## [Directions]
Your task is to repeat exactly the lines below between the line holding "weather service took" and the line holding "impl From<reqwest::Error> for", inclusive, and only those.

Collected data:
^^^^

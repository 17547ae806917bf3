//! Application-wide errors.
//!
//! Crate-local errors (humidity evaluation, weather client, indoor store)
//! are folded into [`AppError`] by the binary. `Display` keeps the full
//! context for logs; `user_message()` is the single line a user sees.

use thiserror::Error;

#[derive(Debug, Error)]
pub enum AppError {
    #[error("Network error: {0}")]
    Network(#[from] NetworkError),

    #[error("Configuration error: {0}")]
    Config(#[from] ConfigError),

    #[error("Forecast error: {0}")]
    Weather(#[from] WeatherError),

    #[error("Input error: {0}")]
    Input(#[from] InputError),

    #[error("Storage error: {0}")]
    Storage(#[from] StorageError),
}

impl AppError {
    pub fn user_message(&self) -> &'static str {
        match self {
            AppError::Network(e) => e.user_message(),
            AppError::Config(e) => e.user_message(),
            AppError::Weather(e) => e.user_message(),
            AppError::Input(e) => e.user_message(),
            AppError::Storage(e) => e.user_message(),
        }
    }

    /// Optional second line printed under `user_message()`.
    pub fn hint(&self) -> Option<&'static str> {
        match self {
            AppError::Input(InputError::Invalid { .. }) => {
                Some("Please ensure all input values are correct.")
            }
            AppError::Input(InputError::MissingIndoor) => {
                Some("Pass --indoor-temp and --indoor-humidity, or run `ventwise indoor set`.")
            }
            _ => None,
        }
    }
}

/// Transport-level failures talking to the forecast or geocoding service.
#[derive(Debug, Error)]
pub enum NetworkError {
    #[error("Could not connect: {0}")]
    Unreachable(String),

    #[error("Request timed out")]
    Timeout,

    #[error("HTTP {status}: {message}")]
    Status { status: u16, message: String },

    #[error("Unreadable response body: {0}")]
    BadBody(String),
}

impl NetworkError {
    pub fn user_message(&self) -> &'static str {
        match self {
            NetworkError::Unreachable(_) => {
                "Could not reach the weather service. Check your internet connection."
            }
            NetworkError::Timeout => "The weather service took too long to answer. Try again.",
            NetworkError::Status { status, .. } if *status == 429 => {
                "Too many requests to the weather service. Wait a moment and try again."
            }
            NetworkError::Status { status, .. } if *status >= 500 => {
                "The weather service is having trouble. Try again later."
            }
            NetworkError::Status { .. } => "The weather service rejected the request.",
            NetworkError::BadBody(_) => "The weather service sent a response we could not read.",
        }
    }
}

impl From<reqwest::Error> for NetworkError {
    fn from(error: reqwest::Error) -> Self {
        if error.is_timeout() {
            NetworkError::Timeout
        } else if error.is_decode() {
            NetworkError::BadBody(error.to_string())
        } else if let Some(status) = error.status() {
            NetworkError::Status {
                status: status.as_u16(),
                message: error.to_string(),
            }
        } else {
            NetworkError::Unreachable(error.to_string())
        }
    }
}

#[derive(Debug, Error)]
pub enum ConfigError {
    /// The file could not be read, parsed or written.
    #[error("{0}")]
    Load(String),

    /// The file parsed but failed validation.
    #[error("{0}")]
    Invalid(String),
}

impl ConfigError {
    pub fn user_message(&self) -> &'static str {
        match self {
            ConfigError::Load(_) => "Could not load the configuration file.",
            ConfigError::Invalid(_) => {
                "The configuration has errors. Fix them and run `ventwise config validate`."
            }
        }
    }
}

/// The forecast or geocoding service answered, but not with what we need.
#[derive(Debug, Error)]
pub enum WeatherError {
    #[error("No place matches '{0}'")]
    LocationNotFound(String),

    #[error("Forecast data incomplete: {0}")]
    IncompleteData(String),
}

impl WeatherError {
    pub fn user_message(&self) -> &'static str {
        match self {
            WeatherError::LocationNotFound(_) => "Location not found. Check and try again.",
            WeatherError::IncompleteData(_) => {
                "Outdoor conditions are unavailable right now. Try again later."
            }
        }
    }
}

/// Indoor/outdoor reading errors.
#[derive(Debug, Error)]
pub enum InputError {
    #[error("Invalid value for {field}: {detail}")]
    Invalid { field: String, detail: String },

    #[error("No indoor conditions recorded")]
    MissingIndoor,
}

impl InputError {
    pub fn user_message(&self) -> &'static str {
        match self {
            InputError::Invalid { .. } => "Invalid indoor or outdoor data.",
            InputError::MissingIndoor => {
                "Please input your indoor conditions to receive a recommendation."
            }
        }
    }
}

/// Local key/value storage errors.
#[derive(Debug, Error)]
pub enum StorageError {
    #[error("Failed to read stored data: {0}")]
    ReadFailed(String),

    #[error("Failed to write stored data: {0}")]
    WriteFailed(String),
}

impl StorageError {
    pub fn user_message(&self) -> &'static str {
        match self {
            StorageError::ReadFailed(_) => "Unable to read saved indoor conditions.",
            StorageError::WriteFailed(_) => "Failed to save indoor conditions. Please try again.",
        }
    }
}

^^^^

## [Response to this task]
            NetworkError::Timeout => "The weather service took too long to answer. Try again.",
            NetworkError::Status { status, .. } if *status == 429 => {
                "Too many requests to the weather service. Wait a moment and try again."
            }
            NetworkError::Status { status, .. } if *status >= 500 => {
                "The weather service is having trouble. Try again later."
            }
            NetworkError::Status { .. } => "The weather service rejected the request.",
            NetworkError::BadBody(_) => "The weather service sent a response we could not read.",
        }
    }
}

impl From<reqwest::Error> for NetworkError {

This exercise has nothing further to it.